> Instructions to follow: When the line with "use crate::planner;" is reached, include it and stop; before that, copy each line of the listing exactly from the first.
BEGIN Data shown
//! Pipeline
//!
//! Scan → Plan → Transform → Report for one repository, with a stage hook
//! before and after each step.
//!
//! ## Stage data
//!
//! | Stage | Keys |
//! |-------|------|
//! | pre-scan | (none) |
//! | post-scan, pre-plan | `report` |
//! | post-plan, pre-transform | `plan` |
//! | post-transform | `transform` |
//! | pre-report | `plan`, `transform` |
//! | post-report | `bundle` |
//!
//! A hook may rewrite any of these values. Rewrites that no longer
//! deserialize are rejected and recorded; a plan rewrite may drop, reorder
//! or edit tasks but cannot introduce tasks the planner did not produce.

use std::collections::HashSet;
use std::path::{Path, PathBuf};
use std::sync::Arc;
use std::time::Duration;

use serde::Serialize;
use serde::de::DeserializeOwned;
use serde_json::Value;
use tracing::{debug, info, instrument, warn};

use crate::config::Config;
use crate::constants::planner::MAX_CONFIDENCE;
use crate::hooks::{HookData, HookRegistry, HookRunner, HookStage};
use crate::planner;
use crate::reporter;
use crate::scanner::Scanner;
use crate::spec::{SharedSpecStore, Spec, SpecLoader, SpecStore, SpecWatcher};
use crate::transformer::{Transformation, Transformer};
use crate::types::{Bundle, Plan, Report, Result, ReviveError, TransformResult, is_repo_relative};

/// Everything a completed run produced
#[derive(Debug, Clone, Serialize)]
#[serde(rename_all = "camelCase")]
pub struct PipelineRun {
    pub report: Report,
    pub plan: Plan,
    pub transform: TransformResult,
    pub bundle: Bundle,
    pub hook_errors: Vec<String>,
}

#[derive(Debug, Clone, Serialize)]
#[serde(tag = "status", rename_all = "camelCase")]
pub enum PipelineOutcome {
    /// A pre-scan hook asked to stop; nothing was scanned
    Cancelled {
        reason: Option<String>,
        #[serde(rename = "hookErrors")]
        hook_errors: Vec<String>,
    },
    Completed(Box<PipelineRun>),
}

#[derive(Debug, Clone, Copy, Default)]
pub struct RunOptions {
    /// Compute changes and the bundle without writing repository files
    pub dry_run: bool,
}

pub struct Pipeline {
    config: Config,
    store: SharedSpecStore,
    hooks: HookRegistry,
    watcher: Option<SpecWatcher>,
}
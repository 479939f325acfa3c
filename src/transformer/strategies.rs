//! Source rewrites, one variant per (language, legacy pattern).
//!
//! Every strategy is idempotent: feeding its own output back in reports
//! `changed == false`.

use std::sync::LazyLock;

use regex::{Captures, Regex};

use crate::types::Language;

static CLASS_HEADER: LazyLock<Regex> = LazyLock::new(|| {
    Regex::new(r"\bclass\s+([A-Za-z_$][\w$]*)\s+extends\s+(?:React\.)?Component\s*\{")
        .expect("class header regex is valid")
});

static RENDER_HEADER: LazyLock<Regex> =
    LazyLock::new(|| Regex::new(r"\brender\s*\(\s*\)\s*\{").expect("render regex is valid"));

static DID_MOUNT_HEADER: LazyLock<Regex> = LazyLock::new(|| {
    Regex::new(r"\bcomponentDidMount\s*\(\s*\)\s*\{").expect("mount regex is valid")
});

static WILL_UNMOUNT_HEADER: LazyLock<Regex> = LazyLock::new(|| {
    Regex::new(r"\bcomponentWillUnmount\s*\(\s*\)\s*\{").expect("unmount regex is valid")
});

static USE_EFFECT: LazyLock<Regex> =
    LazyLock::new(|| Regex::new(r"\buseEffect\b").expect("useEffect regex is valid"));

static COROUTINE_DECORATOR: LazyLock<Regex> = LazyLock::new(|| {
    Regex::new(r"@asyncio\.coroutine[ \t]*\r?\n\s*def\s+(\w+)").expect("coroutine regex is valid")
});

static YIELD_FROM: LazyLock<Regex> =
    LazyLock::new(|| Regex::new(r"\byield\s+from\b").expect("yield from regex is valid"));

/// Outcome of one strategy over one file
#[derive(Debug, Clone, PartialEq, Eq)]
pub struct Rewrite {
    pub output: String,
    pub changed: bool,
}

impl Rewrite {
    fn unchanged(source: &str) -> Self {
        Self {
            output: source.to_string(),
            changed: false,
        }
    }
}

#[derive(Debug, Clone, Copy, PartialEq, Eq)]
pub enum RewriteStrategy {
    /// React class component to function component with `useEffect`
    ClassComponentToFunction,
    /// `@asyncio.coroutine` / `yield from` to `async def` / `await`
    LegacyCoroutineToAsync,
}

impl RewriteStrategy {
    /// Ordered strategies for a file language and the catalogue pattern a
    /// task was planned for. Patterns without a mechanical rewrite get none.
    pub fn for_pattern(language: Language, pattern: &str) -> &'static [RewriteStrategy] {
        match (language, pattern) {
            (Language::JavaScript | Language::TypeScript, "class-component") => {
                &[RewriteStrategy::ClassComponentToFunction]
            }
            (Language::Python, "asyncio-coroutine" | "yield-from") => {
                &[RewriteStrategy::LegacyCoroutineToAsync]
            }
            _ => &[],
        }
    }

    pub fn name(&self) -> &'static str {
        match self {
            RewriteStrategy::ClassComponentToFunction => "class-component-to-function",
            RewriteStrategy::LegacyCoroutineToAsync => "legacy-coroutine-to-async",
        }
    }

    pub fn apply(&self, source: &str) -> Rewrite {
        match self {
            RewriteStrategy::ClassComponentToFunction => class_components_to_functions(source),
            RewriteStrategy::LegacyCoroutineToAsync => coroutines_to_async(source),
        }
    }

    /// Run every strategy in order, feeding each the previous output
    pub fn chain(strategies: &[RewriteStrategy], source: &str) -> Rewrite {
        strategies.iter().fold(Rewrite::unchanged(source), |acc, strategy| {
            let next = strategy.apply(&acc.output);
            Rewrite {
                changed: acc.changed || next.changed,
                output: next.output,
            }
        })
    }
}

// =============================================================================
// Class components
// =============================================================================

struct ClassComponent {
    start: usize,
    end: usize,
    replacement: String,
}

fn class_components_to_functions(source: &str) -> Rewrite {
    let mut converted = Vec::new();
    let mut cursor = 0;

    while let Some(header) = CLASS_HEADER.captures_at(source, cursor) {
        let Some(whole) = header.get(0) else { break };
        let open = whole.end() - 1;
        let Some(close) = matching_brace(source, open) else {
            break;
        };

        let name = &header[1];
        let body = &source[open + 1..close];
        if let Some(replacement) = function_component(name, body) {
            converted.push(ClassComponent {
                start: whole.start(),
                end: close + 1,
                replacement,
            });
        }
        cursor = close + 1;
    }

    if converted.is_empty() {
        return Rewrite::unchanged(source);
    }

    let mut output = String::with_capacity(source.len());
    let mut last = 0;
    for class in &converted {
        output.push_str(&source[last..class.start]);
        output.push_str(&class.replacement);
        last = class.end;
    }
    output.push_str(&source[last..]);

    if USE_EFFECT.is_match(&output) && !USE_EFFECT.is_match(source) {
        output.insert_str(0, "import { useEffect } from 'react';\n");
    }

    Rewrite {
        output,
        changed: true,
    }
}

/// `None` when `render()` does not end in a `return <expr>;`
fn function_component(name: &str, body: &str) -> Option<String> {
    let render = method_body(&RENDER_HEADER, body)?;
    let (preamble, returned) = split_final_return(render)?;

    let mount = method_body(&DID_MOUNT_HEADER, body)
        .map(detach_this)
        .filter(|b| !b.is_empty());
    let cleanup = method_body(&WILL_UNMOUNT_HEADER, body)
        .map(detach_this)
        .filter(|b| !b.is_empty());

    let mut out = format!("function {}(props) {{\n", name);

    if mount.is_some() || cleanup.is_some() {
        out.push_str("  useEffect(() => {\n");
        if let Some(mount) = &mount {
            out.push_str(&reindent(mount, "    "));
        }
        if let Some(cleanup) = &cleanup {
            out.push_str("    return () => {\n");
            out.push_str(&reindent(cleanup, "      "));
            out.push_str("    };\n");
        }
        out.push_str("  }, []);\n\n");
    }

    let preamble = detach_this(preamble);
    if !preamble.is_empty() {
        out.push_str(&reindent(&preamble, "  "));
    }
    out.push_str(&format!("  return {};\n}}", detach_this(returned)));

    Some(out)
}

/// Trimmed body of the first method whose header matches
fn method_body<'a>(header: &Regex, class_body: &'a str) -> Option<&'a str> {
    let found = header.find(class_body)?;
    let open = found.end() - 1;
    let close = matching_brace(class_body, open)?;
    Some(class_body[open + 1..close].trim())
}

/// Split a render body into the statements before its last top-level
/// `return` and the returned expression.
fn split_final_return(render: &str) -> Option<(&str, &str)> {
    let stripped = render.trim_end().strip_suffix(';')?;

    let bytes = stripped.as_bytes();
    let mut depth = 0i32;
    let mut last_return = None;
    for (i, &b) in bytes.iter().enumerate() {
        match b {
            b'{' | b'(' | b'[' => depth += 1,
            b'}' | b')' | b']' => depth -= 1,
            b'r' if depth == 0 && is_keyword_at(bytes, i, b"return") => last_return = Some(i),
            _ => {}
        }
    }

    let at = last_return?;
    let expr = stripped[at + "return".len()..].trim();
    if expr.is_empty() || (expr.contains(';') && !balanced_statement(expr)) {
        return None;
    }
    Some((render[..at].trim(), expr))
}

/// An expression spanning `;` is only accepted when every `;` sits inside
/// brackets (e.g. inline handlers in JSX).
fn balanced_statement(expr: &str) -> bool {
    let mut depth = 0i32;
    for b in expr.bytes() {
        match b {
            b'{' | b'(' | b'[' => depth += 1,
            b'}' | b')' | b']' => depth -= 1,
            b';' if depth == 0 => return false,
            _ => {}
        }
    }
    true
}

fn is_keyword_at(bytes: &[u8], at: usize, keyword: &[u8]) -> bool {
    let end = at + keyword.len();
    if end > bytes.len() || &bytes[at..end] != keyword {
        return false;
    }
    let ident = |b: u8| b.is_ascii_alphanumeric() || b == b'_' || b == b'$';
    let before_ok = at == 0 || !ident(bytes[at - 1]);
    let after_ok = end == bytes.len() || !ident(bytes[end]);
    before_ok && after_ok
}

/// Byte index of the `}` closing the `{` at `open`. Lexical only: braces
/// inside strings are counted too.
fn matching_brace(source: &str, open: usize) -> Option<usize> {
    let mut depth = 0usize;
    for (i, b) in source.bytes().enumerate().skip(open) {
        match b {
            b'{' => depth += 1,
            b'}' => {
                depth = depth.checked_sub(1)?;
                if depth == 0 {
                    return Some(i);
                }
            }
            _ => {}
        }
    }
    None
}

fn detach_this(code: &str) -> String {
    code.replace("this.props", "props")
        .replace("this.state", "state")
        .trim()
        .to_string()
}

/// Re-indent a trimmed block: the common indentation of its continuation
/// lines is stripped and `prefix` applied to every line.
fn reindent(block: &str, prefix: &str) -> String {
    let mut lines = block.lines();
    let first = lines.next().unwrap_or_default().trim();
    let rest: Vec<&str> = lines.collect();

    let common = rest
        .iter()
        .filter(|l| !l.trim().is_empty())
        .map(|l| l.len() - l.trim_start().len())
        .min()
        .unwrap_or(0);

    let mut out = format!("{}{}\n", prefix, first);
    for line in rest {
        if line.trim().is_empty() {
            out.push('\n');
        } else {
            out.push_str(prefix);
            out.push_str(line.get(common..).unwrap_or(line.trim_start()).trim_end());
            out.push('\n');
        }
    }
    out
}

// =============================================================================
// Python coroutines
// =============================================================================

fn coroutines_to_async(source: &str) -> Rewrite {
    let decorated = COROUTINE_DECORATOR.replace_all(source, |caps: &Captures| {
        format!("async def {}", &caps[1])
    });
    let awaited = YIELD_FROM.replace_all(&decorated, "await");

    let changed = awaited != source;
    Rewrite {
        output: awaited.into_owned(),
        changed,
    }
}

#[cfg(test)]
mod tests {
    use super::*;

    const HERO: &str = r#"
import React, { Component } from 'react';

class Hero extends Component {
  componentDidMount() { this.props.onLoad(); }
  componentWillUnmount() { this.props.onCleanup(); }
  render() {
    return <section>{this.props.title}</section>;
  }
}

export default Hero;
"#;

    #[test]
    fn test_class_component_with_lifecycle() {
        let rewrite = RewriteStrategy::ClassComponentToFunction.apply(HERO);
        assert!(rewrite.changed);

        let out = &rewrite.output;
        assert!(out.starts_with("import { useEffect } from 'react';\n"));
        assert!(out.contains("function Hero(props) {"));
        assert!(out.contains("  useEffect(() => {\n    props.onLoad();\n    return () => {\n      props.onCleanup();\n    };\n  }, []);"));
        assert!(out.contains("  return <section>{props.title}</section>;\n}"));
        assert!(out.contains("export default Hero;"));
        assert!(!out.contains("this.props"));
        assert!(!out.contains("class Hero"));
    }

    #[test]
    fn test_trivial_render_without_effect() {
        let source = "class App extends React.Component { render() { return <div>Hello</div>; } }\n";
        let rewrite = RewriteStrategy::ClassComponentToFunction.apply(source);
        assert!(rewrite.changed);
        assert_eq!(
            rewrite.output,
            "function App(props) {\n  return <div>Hello</div>;\n}\n"
        );
    }

    #[test]
    fn test_render_preamble_is_kept() {
        let source = "class Greeting extends Component {\n  render() {\n    const name = this.state.name;\n    return <p>{name}</p>;\n  }\n}";
        let out = RewriteStrategy::ClassComponentToFunction.apply(source).output;
        assert_eq!(
            out,
            "function Greeting(props) {\n  const name = state.name;\n  return <p>{name}</p>;\n}"
        );
    }

    #[test]
    fn test_multiple_classes_in_one_file() {
        let source = "class A extends Component { render() { return <a/>; } }\nclass B extends React.Component { render() { return <b/>; } }\n";
        let out = RewriteStrategy::ClassComponentToFunction.apply(source).output;
        assert!(out.contains("function A(props)"));
        assert!(out.contains("function B(props)"));
        assert!(!out.contains("class "));
    }

    #[test]
    fn test_no_render_return_is_unchanged() {
        let source = "class Store extends Component {\n  render() {\n    doSomething();\n  }\n}\n";
        let rewrite = RewriteStrategy::ClassComponentToFunction.apply(source);
        assert!(!rewrite.changed);
        assert_eq!(rewrite.output, source);

        let plain = "const x = 1;\n";
        assert!(!RewriteStrategy::ClassComponentToFunction.apply(plain).changed);
    }

    #[test]
    fn test_existing_use_effect_import_not_duplicated() {
        let source = "import React, { useEffect } from 'react';\nclass T extends Component {\n  componentDidMount() { start(); }\n  render() { return null; }\n}\n";
        let out = RewriteStrategy::ClassComponentToFunction.apply(source).output;
        assert_eq!(out.matches("import").count(), 1);
    }

    #[test]
    fn test_class_component_is_idempotent() {
        let once = RewriteStrategy::ClassComponentToFunction.apply(HERO);
        let twice = RewriteStrategy::ClassComponentToFunction.apply(&once.output);
        assert!(!twice.changed);
        assert_eq!(twice.output, once.output);
    }

    #[test]
    fn test_legacy_coroutine() {
        let source = "import asyncio\n\n@asyncio.coroutine\ndef fetch():\n    yield from client.get(\"/status\")\n";
        let rewrite = RewriteStrategy::LegacyCoroutineToAsync.apply(source);
        assert!(rewrite.changed);
        assert_eq!(
            rewrite.output,
            "import asyncio\n\nasync def fetch():\n    await client.get(\"/status\")\n"
        );

        let again = RewriteStrategy::LegacyCoroutineToAsync.apply(&rewrite.output);
        assert!(!again.changed);
    }

    #[test]
    fn test_indented_method_keeps_indentation() {
        let source = "class Worker:\n    @asyncio.coroutine\n    def run(self):\n        yield from self.step()\n";
        let out = RewriteStrategy::LegacyCoroutineToAsync.apply(source).output;
        assert_eq!(
            out,
            "class Worker:\n    async def run(self):\n        await self.step()\n"
        );
    }

    #[test]
    fn test_plain_python_unchanged() {
        let source = "async def ok():\n    await go()\n";
        assert!(!RewriteStrategy::LegacyCoroutineToAsync.apply(source).changed);
    }

    #[test]
    fn test_strategies_per_language_and_pattern() {
        assert_eq!(
            RewriteStrategy::for_pattern(Language::TypeScript, "class-component"),
            &[RewriteStrategy::ClassComponentToFunction]
        );
        assert_eq!(
            RewriteStrategy::for_pattern(Language::Python, "yield-from"),
            &[RewriteStrategy::LegacyCoroutineToAsync]
        );
        for pattern in ["react-create-class", "component-will-mount", "asyncio-get-loop"] {
            assert!(RewriteStrategy::for_pattern(Language::JavaScript, pattern).is_empty());
            assert!(RewriteStrategy::for_pattern(Language::Python, pattern).is_empty());
        }
        assert!(RewriteStrategy::for_pattern(Language::Python, "class-component").is_empty());
        assert!(RewriteStrategy::for_pattern(Language::Unknown, "class-component").is_empty());
        let chained = RewriteStrategy::chain(
            RewriteStrategy::for_pattern(Language::Unknown, "yield-from"),
            "x",
        );
        assert!(!chained.changed);
    }
}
END Data shown
> Solution for this problem:
//! Pipeline
//!
//! Scan → Plan → Transform → Report for one repository, with a stage hook
//! before and after each step.
//!
//! ## Stage data
//!
//! | Stage | Keys |
//! |-------|------|
//! | pre-scan | (none) |
//! | post-scan, pre-plan | `report` |
//! | post-plan, pre-transform | `plan` |
//! | post-transform | `transform` |
//! | pre-report | `plan`, `transform` |
//! | post-report | `bundle` |
//!
//! A hook may rewrite any of these values. Rewrites that no longer
//! deserialize are rejected and recorded; a plan rewrite may drop, reorder
//! or edit tasks but cannot introduce tasks the planner did not produce.

use std::collections::HashSet;
use std::path::{Path, PathBuf};
use std::sync::Arc;
use std::time::Duration;

use serde::Serialize;
use serde::de::DeserializeOwned;
use serde_json::Value;
use tracing::{debug, info, instrument, warn};

use crate::config::Config;
use crate::constants::planner::MAX_CONFIDENCE;
use crate::hooks::{HookData, HookRegistry, HookRunner, HookStage};
use crate::planner;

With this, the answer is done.